Open letter to PM Siniora

Lebanese Prime Minister Fouad Siniora (left) meeting with Palestinian President Mahmoud Abbas in France, October 2005. (MaanImages)

Dear Mr. Siniora,

I write to you as a Lebanese citizen with pressing concerns. Today, on the 27th of October 2007, I, along with a group of ten American University of Beirut students, made the journey north to Nahr al-Bared refugee camp. We went there with the purpose of carrying out a clean-up campaign for the homes of returning refugees. What we found in the homes made our heads spin.
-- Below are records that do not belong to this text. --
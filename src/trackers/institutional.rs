//! Long-run institutional-flow tracking: per ticker, persists a rolling
//! history of `AccumulationAnalysis` snapshots (capped at 30 entries) so
//! "quietly buying" trends can be read back across runs.

use crate::model::AccumulationAnalysis;
use crate::pipeline::accumulation;
use crate::providers::DerivedQueries;
use chrono::NaiveDate;
use serde::{Deserialize, Serialize};
use std::collections::BTreeMap;
use std::path::{Path, PathBuf};
use tracing::warn;

const MAX_HISTORY_ENTRIES: usize = 30;

#[derive(Debug, Clone, Serialize, Deserialize)]
pub struct HistoryPoint {
    pub date: NaiveDate,
    pub foreign_consecutive_buy: u32,
    pub trust_consecutive_buy: u32,
    pub foreign_20d_sum: f64,
    pub trust_20d_sum: f64,
}

#[derive(Debug, Clone, Serialize, Deserialize)]
pub struct TickerTrack {
    pub first_tracked: NaiveDate,
    pub tracking_days: u32,
    pub last_update: NaiveDate,
    pub history: Vec<HistoryPoint>,
}

pub type TrackerHistory = BTreeMap<String, TickerTrack>;

fn tracker_dir(out_root: &Path) -> PathBuf {
    out_root.join("institutional_tracker")
}

fn history_file(out_root: &Path) -> PathBuf {
    tracker_dir(out_root).join("history.json")
}

pub fn load_history(out_root: &Path) -> TrackerHistory {
    std::fs::read_to_string(history_file(out_root))
        .ok()
        .and_then(|s| serde_json::from_str(&s).ok())
        .unwrap_or_default()
}

fn save_history(out_root: &Path, history: &TrackerHistory) {
    let path = history_file(out_root);
    if let Some(parent) = path.parent() {
        let _ = std::fs::create_dir_all(parent);
    }
    if let Err(e) = std::fs::write(&path, serde_json::to_string_pretty(history).unwrap_or_default()) {
        warn!(error = %e, "failed to persist institutional tracker history");
    }
}

/// Scans `ids`, analyzes each against the min-consecutive-day threshold,
/// updates the on-disk rolling history, and returns the per-ticker
/// analyses for the qualifying subset.
pub async fn scan(
    out_root: &Path,
    derived: &DerivedQueries,
    ids: &[String],
    min_consecutive_days: u32,
    today: NaiveDate,
) -> Vec<(String, AccumulationAnalysis)> {
    let mut history = load_history(out_root);
    let mut qualifying = Vec::new();

    for id in ids {
        let analysis = accumulation::analyze(derived, id, 20).await;
        let point = HistoryPoint {
            date: today,
            foreign_consecutive_buy: analysis.foreign_consecutive_buy,
            trust_consecutive_buy: analysis.trust_consecutive_buy,
            foreign_20d_sum: analysis.foreign_20d_sum,
            trust_20d_sum: analysis.trust_20d_sum,
        };

        let entry = history.entry(id.clone()).or_insert_with(|| TickerTrack {
            first_tracked: today,
            tracking_days: 0,
            last_update: today,
            history: Vec::new(),
        });
        entry.tracking_days += 1;
        entry.last_update = today;
        entry.history.push(point);
        if entry.history.len() > MAX_HISTORY_ENTRIES {
            let overflow = entry.history.len() - MAX_HISTORY_ENTRIES;
            entry.history.drain(0..overflow);
        }

        if analysis.foreign_consecutive_buy >= min_consecutive_days
            || analysis.trust_consecutive_buy >= min_consecutive_days
        {
            qualifying.push((id.clone(), analysis));
        }
    }

    save_history(out_root, &history);
    qualifying
}

#[cfg(test)]
mod tests {
    use super::*;

    #[test]
    fn history_caps_at_thirty_entries() {
        let mut entry = TickerTrack {
            first_tracked: NaiveDate::from_ymd_opt(2024, 1, 1).unwrap(),
            tracking_days: 0,
            last_update: NaiveDate::from_ymd_opt(2024, 1, 1).unwrap(),
            history: Vec::new(),
        };
        for i in 0..35 {
            entry.history.push(HistoryPoint {
                date: NaiveDate::from_ymd_opt(2024, 1, 1).unwrap() + chrono::Duration::days(i),
                foreign_consecutive_buy: 0,
                trust_consecutive_buy: 0,
                foreign_20d_sum: 0.0,
                trust_20d_sum: 0.0,
            });
            if entry.history.len() > MAX_HISTORY_ENTRIES {
                let overflow = entry.history.len() - MAX_HISTORY_ENTRIES;
                entry.history.drain(0..overflow);
            }
        }
        assert_eq!(entry.history.len(), MAX_HISTORY_ENTRIES);
        assert_eq!(entry.history.first().unwrap().date, NaiveDate::from_ymd_opt(2024, 1, 6).unwrap());
    }
}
The houses we worked in were located in the so-called new camp. They were mostly villas with three or more bedrooms. Evidently, they were spaces that not so long ago housed large families. We found on the floors tiny Reebok shoes, dolls and toys. We found gardens and we found orange trees. But the little Reebok shoes were torn and weathered, the dolls had disembodied heads and limbs, the gardens were not green and the orange trees did not bear oranges.

We found mountains of rubble where there should have been refrigerators. We found harrowingly blank spaces, Mr. Siniora, where there should have been stoves, tables, beds and sofas. We found that the walls of the children rooms were covered with anti-Palestinian slurs and imprecations so vile that I cannot reproduce them on paper. When we were at the gates of the camp, we were told that cameras would not be allowed into the camp and we were searched scrupulously for them. I did not understand why this was at first, but now I do, because now I am feeling disillusioned and angry and I know that had the rest of the world seen the images that my peers and I saw today, the rest of the world would feel disillusioned and angry, too.
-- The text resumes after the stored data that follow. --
//! Daily bullish-pool membership tracking: persists today's pool
//! snapshot plus a cumulative `id -> {first_date, consecutive_days,
//! last_date, removed_date?}` history map.

use crate::analysis::moving_average;
use crate::model::Batch;
use crate::providers::HistoryStore;
use chrono::NaiveDate;
use serde::{Deserialize, Serialize};
use std::collections::{BTreeMap, HashSet};
use std::path::{Path, PathBuf};
use tracing::{info, warn};

#[derive(Debug, Clone, Serialize, Deserialize)]
pub struct PoolHistoryEntry {
    pub first_date: NaiveDate,
    pub consecutive_days: u32,
    pub last_date: NaiveDate,
    #[serde(skip_serializing_if = "Option::is_none")]
    pub removed_date: Option<NaiveDate>,
}

pub type PoolHistory = BTreeMap<String, PoolHistoryEntry>;

#[derive(Debug, Clone, Serialize, Deserialize)]
pub struct PoolSnapshot {
    pub date: NaiveDate,
    pub stocks: BTreeMap<String, PoolStockEntry>,
}

#[derive(Debug, Clone, Serialize, Deserialize)]
pub struct PoolStockEntry {
    pub name: String,
    pub consecutive_days: u32,
}

pub struct UpdateResult {
    pub new_entries: Vec<String>,
    pub removed: Vec<String>,
    pub continued: Vec<String>,
    pub snapshot: PoolSnapshot,
}

fn pool_dir(out_root: &Path) -> PathBuf {
    out_root.join("bullish_pool")
}

fn pool_file(out_root: &Path, date: NaiveDate) -> PathBuf {
    pool_dir(out_root).join(format!("pool_{}.json", date.format("%Y%m%d")))
}

fn history_file(out_root: &Path) -> PathBuf {
    pool_dir(out_root).join("history.json")
}

fn load_history(out_root: &Path) -> PoolHistory {
    let path = history_file(out_root);
    std::fs::read_to_string(&path)
        .ok()
        .and_then(|s| serde_json::from_str(&s).ok())
        .unwrap_or_default()
}

fn save_json<T: Serialize>(path: &Path, value: &T) -> std::io::Result<()> {
    if let Some(parent) = path.parent() {
        std::fs::create_dir_all(parent)?;
    }
    let body = serde_json::to_string_pretty(value).unwrap_or_default();
    std::fs::write(path, body)
}

/// Today's bullish pool: tickers with `price` above every one of
/// MA5/10/20/60, the MAs themselves strictly descending-aligned, and
/// MA60 higher than MA60 five days ago.
pub async fn current_pool(batch: &Batch, history: &HistoryStore) -> HashSet<(String, String)> {
    let mut pool = HashSet::new();
    for row in batch {
        let candles = history.history(&row.id, row.venue, 70).await;
        if candles.len() < 65 {
            continue;
        }
        let closes: Vec<f64> = candles.iter().map(|c| c.close).collect();
        let Some(ma5) = moving_average(&closes, 5) else { continue };
        let Some(ma10) = moving_average(&closes, 10) else { continue };
        let Some(ma20) = moving_average(&closes, 20) else { continue };
        let Some(ma60) = moving_average(&closes, 60) else { continue };
        let aligned = row.price > ma5 && ma5 > ma10 && ma10 > ma20 && ma20 > ma60;
        if !aligned {
            continue;
        }
        let five_days_ago = &closes[..closes.len() - 5];
        let Some(ma60_prior) = moving_average(five_days_ago, 60) else { continue };
        if ma60 > ma60_prior {
            pool.insert((row.id.clone(), row.name.clone()));
        }
    }
    pool
}

pub fn update(out_root: &Path, today: NaiveDate, pool: &HashSet<(String, String)>) -> UpdateResult {
    let mut history = load_history(out_root);
    let today_ids: HashSet<&str> = pool.iter().map(|(id, _)| id.as_str()).collect();
    let yesterday_ids: HashSet<String> = history
        .iter()
        .filter(|(_, e)| e.removed_date.is_none())
        .map(|(id, _)| id.clone())
        .collect();

    let mut new_entries = Vec::new();
    let mut continued = Vec::new();
    for id in &today_ids {
        if yesterday_ids.contains(*id) {
            continued.push((*id).to_string());
            if let Some(entry) = history.get_mut(*id) {
                entry.consecutive_days += 1;
                entry.last_date = today;
                entry.removed_date = None;
            }
        } else {
            new_entries.push((*id).to_string());
            history.insert(
                (*id).to_string(),
                PoolHistoryEntry { first_date: today, consecutive_days: 1, last_date: today, removed_date: None },
            );
        }
    }

    let mut removed = Vec::new();
    for id in &yesterday_ids {
        if !today_ids.contains(id.as_str())
            && let Some(entry) = history.get_mut(id)
        {
            entry.removed_date = Some(today);
            removed.push(id.clone());
        }
    }

    let stocks: BTreeMap<String, PoolStockEntry> = pool
        .iter()
        .map(|(id, name)| {
            let days = history.get(id).map(|e| e.consecutive_days).unwrap_or(1);
            (id.clone(), PoolStockEntry { name: name.clone(), consecutive_days: days })
        })
        .collect();
    let snapshot = PoolSnapshot { date: today, stocks };

    if let Err(e) = save_json(&pool_file(out_root, today), &snapshot) {
        warn!(error = %e, "failed to persist today's pool snapshot");
    }
    if let Err(e) = save_json(&history_file(out_root), &history) {
        warn!(error = %e, "failed to persist pool history");
    }
    info!(new = new_entries.len(), removed = removed.len(), continued = continued.len(), "bullish pool updated");

    UpdateResult { new_entries, removed, continued, snapshot }
}

#[cfg(test)]
mod tests {
    use super::*;

    fn date(s: &str) -> NaiveDate {
        NaiveDate::parse_from_str(s, "%Y-%m-%d").unwrap()
    }

    #[test]
    fn new_membership_starts_at_one_consecutive_day() {
        let dir = std::env::temp_dir().join(format!("pool-test-{}", std::process::id()));
        let _ = std::fs::remove_dir_all(&dir);
        let mut pool = HashSet::new();
        pool.insert(("1101".to_string(), "Taiwan Cement".to_string()));
        let result = update(&dir, date("2024-01-01"), &pool);
        assert_eq!(result.new_entries, vec!["1101".to_string()]);
        assert_eq!(result.snapshot.stocks["1101"].consecutive_days, 1);
        let _ = std::fs::remove_dir_all(&dir);
    }

    #[test]
    fn continued_membership_increments_and_removed_is_stamped() {
        let dir = std::env::temp_dir().join(format!("pool-test2-{}", std::process::id()));
        let _ = std::fs::remove_dir_all(&dir);
        let mut pool = HashSet::new();
        pool.insert(("1101".to_string(), "Taiwan Cement".to_string()));
        update(&dir, date("2024-01-01"), &pool);
        let result = update(&dir, date("2024-01-02"), &pool);
        assert_eq!(result.continued, vec!["1101".to_string()]);
        assert_eq!(result.snapshot.stocks["1101"].consecutive_days, 2);

        let empty = HashSet::new();
        let result = update(&dir, date("2024-01-03"), &empty);
        assert_eq!(result.removed, vec!["1101".to_string()]);
        let _ = std::fs::remove_dir_all(&dir);
    }
}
Mr. Siniora, I would like to know why it is that mass looting and mass vandalism has been allowed to take place under the nose of an army that the country has for the last four months uniformly rallied behind. I would like to know this because I was one of the hundreds of thousands who stood on Martyr’s square on the 14th of March 2005 calling for a sovereign, democratic Lebanon. I was one of the hundreds of thousands who demanded democracy, and democracy as I know it means that all those that are under the rule of government be treated equally and fairly. What my peers and I have witnessed today defeats that very notion.
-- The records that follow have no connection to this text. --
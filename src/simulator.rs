use log::info;

use crate::access::{check_frame_accounting, process_page_access, Access};
use crate::config::{check_bound, FIRST_TIMESTAMP, REFERENCE_MAX};
use crate::error::{Error, Result};
use crate::frame_pool::FramePool;
use crate::page_table::PageTable;
use crate::policy::PageReplacementAlgorithm;

/// Page numbers to access, in order.
#[derive(Debug, Clone, PartialEq, Eq, Default)]
pub struct ReferenceString {
    pns: Vec<usize>,
}

impl ReferenceString {
    pub fn new(pns: Vec<usize>) -> Result<Self> {
        check_bound("reference", pns.len(), REFERENCE_MAX)?;
        Ok(Self { pns })
    }

    /// Number of references (`reference_cnt`).
    pub fn len(&self) -> usize {
        self.pns.len()
    }

    pub fn is_empty(&self) -> bool {
        self.pns.is_empty()
    }

    pub fn pages(&self) -> &[usize] {
        &self.pns
    }

    /// Fails on the first page that `page_table` cannot index.
    fn check_against(&self, page_table: &PageTable) -> Result<()> {
        match self.pns.iter().find(|&&pn| pn >= page_table.len()) {
            Some(&pn) => Err(Error::PageOutOfRange {
                page: pn,
                table_cnt: page_table.len(),
            }),
            None => Ok(()),
        }
    }
}

/// Runs every reference through `process_page_access` and returns the number
/// of page faults.
///
/// The clock starts at 1 and advances after every reference. Pages are range
/// checked up front, so an out-of-range reference leaves all state unchanged.
pub fn count_page_faults(
    pra: PageReplacementAlgorithm,
    page_table: &mut PageTable,
    references: &ReferenceString,
    frame_pool: &mut FramePool,
) -> Result<usize> {
    references.check_against(page_table)?;
    check_frame_accounting(page_table, frame_pool)?;

    let mut timestamp = FIRST_TIMESTAMP;
    let mut page_faults = 0;
    for &pn in references.pages() {
        if process_page_access(pra, page_table, pn, frame_pool, timestamp)?.is_fault() {
            page_faults += 1;
        }
        timestamp += 1;
    }

    info!(
        "{}: {} page faults over {} references",
        pra,
        page_faults,
        references.len()
    );
    Ok(page_faults)
}

/// Owns the state of one simulation run.
#[derive(Debug, Clone)]
pub struct Simulation {
    pra: PageReplacementAlgorithm,
    page_table: PageTable,
    frame_pool: FramePool,
    clock: u64,
    last_timestamp: Option<u64>,
    references: usize,
    page_faults: usize,
    evictions: usize,
}

impl Simulation {
    /// Starts a run. Frames in `frame_pool` must not already be held by a page.
    pub fn new(
        pra: PageReplacementAlgorithm,
        page_table: PageTable,
        frame_pool: FramePool,
    ) -> Result<Self> {
        check_frame_accounting(&page_table, &frame_pool)?;

        Ok(Self {
            pra,
            page_table,
            frame_pool,
            clock: FIRST_TIMESTAMP,
            last_timestamp: None,
            references: 0,
            page_faults: 0,
            evictions: 0,
        })
    }

    /// Accesses `pn` at the internal clock, then advances the clock.
    pub fn access(&mut self, pn: usize) -> Result<Access> {
        let next = self
            .clock
            .checked_add(1)
            .ok_or_else(|| Error::invariant("simulation clock overflowed"))?;
        let access = self.access_at(pn, self.clock)?;
        self.clock = next;
        Ok(access)
    }

    /// Accesses `pn` at an explicit timestamp. Timestamps may not move backwards.
    pub fn access_at(&mut self, pn: usize, timestamp: u64) -> Result<Access> {
        if let Some(last) = self.last_timestamp {
            if timestamp < last {
                return Err(Error::invariant(format!(
                    "timestamp {} precedes previous access at {}",
                    timestamp, last
                )));
            }
        }

        let access = process_page_access(
            self.pra,
            &mut self.page_table,
            pn,
            &mut self.frame_pool,
            timestamp,
        )?;

        self.last_timestamp = Some(timestamp);
        self.clock = self.clock.max(timestamp);
        self.references += 1;
        if access.is_fault() {
            self.page_faults += 1;
        }
        if access.victim().is_some() {
            self.evictions += 1;
        }
        Ok(access)
    }

    /// Accesses every page of `references` and returns the faults they caused.
    pub fn run(&mut self, references: &ReferenceString) -> Result<usize> {
        references.check_against(&self.page_table)?;

        let before = self.page_faults;
        for &pn in references.pages() {
            self.access(pn)?;
        }
        Ok(self.page_faults - before)
    }

    pub fn algorithm(&self) -> PageReplacementAlgorithm {
        self.pra
    }

    pub fn page_table(&self) -> &PageTable {
        &self.page_table
    }

    pub fn frame_pool(&self) -> &FramePool {
        &self.frame_pool
    }

    pub fn references(&self) -> usize {
        self.references
    }

    pub fn page_faults(&self) -> usize {
        self.page_faults
    }

    pub fn hits(&self) -> usize {
        self.references - self.page_faults
    }

    pub fn evictions(&self) -> usize {
        self.evictions
    }

    /// Splits the run back into its page table and frame pool.
    pub fn into_parts(self) -> (PageTable, FramePool) {
        (self.page_table, self.frame_pool)
    }
}
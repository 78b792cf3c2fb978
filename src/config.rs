//! Storage bounds and command line defaults.

use crate::error::{Error, Result};

/// Maximum number of page table entries
pub const TABLE_MAX: usize = 256;

/// Maximum number of frames a pool can hold
pub const POOL_MAX: usize = 256;

/// Maximum length of a reference string
pub const REFERENCE_MAX: usize = 1 << 16;

pub const DEFAULT_PAGES: usize = TABLE_MAX;
pub const DEFAULT_FRAMES: usize = 16;

/// Logical clock value of the first reference in a run
pub const FIRST_TIMESTAMP: u64 = 1;

/// Fails when `count` exceeds `max`.
pub(crate) fn check_bound(what: &'static str, count: usize, max: usize) -> Result<()> {
    if count > max {
        return Err(Error::CountOutOfRange { what, count, max });
    }
    Ok(())
}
The Palestinians of Nahr al-Bared — that we who claim to be democratic have the responsibility to protect — have been stripped of their wealth and, more importantly, their dignity for something that they were never responsible for. And you, Mr. Siniora, were the first to say this. What happened to the Palestinian-Lebanese brotherhood that you championed in your letter to the Palestinian community on the first week of the Nahr al-Bared impasse? What happened to democracy? I did not see any of it today and I am deeply disheartened because I truly believed we would become a democracy on the 14th of March, 2005 when a nation was supposed to have been born. The beyond palpable oppression of the Palestinian community in Nahr al-Bared has been perpetuated in my name as a Lebanese citizen and that is what distresses me the most.

Mr. Siniora, this is not an attack on the government or on the army. To me, the war in Nahr al-Bared is a nebulous haze; its onset, its protracted ending and everything in between raises many questions in my head and I will not broach the topic. What I know is what I saw today and it has disturbed me beyond belief. Thus, I ask you, as a citizen asking a public servant, to look into the current treatment of refugees and end the oppression in Nahr al-Bared. I ask that you bring to us the democracy that you have promised us.

Sincerely,
Tamara Keblaoui

Tamara Keblaoui is a Palestinian-Lebanese student at the American University of Beirut. She is a member of the Nahr al-Bared Relief Campaign which organizes for relief and civil action to end the violence and offer aid to those injured and displaced from the conflict in Nahr al-Bared.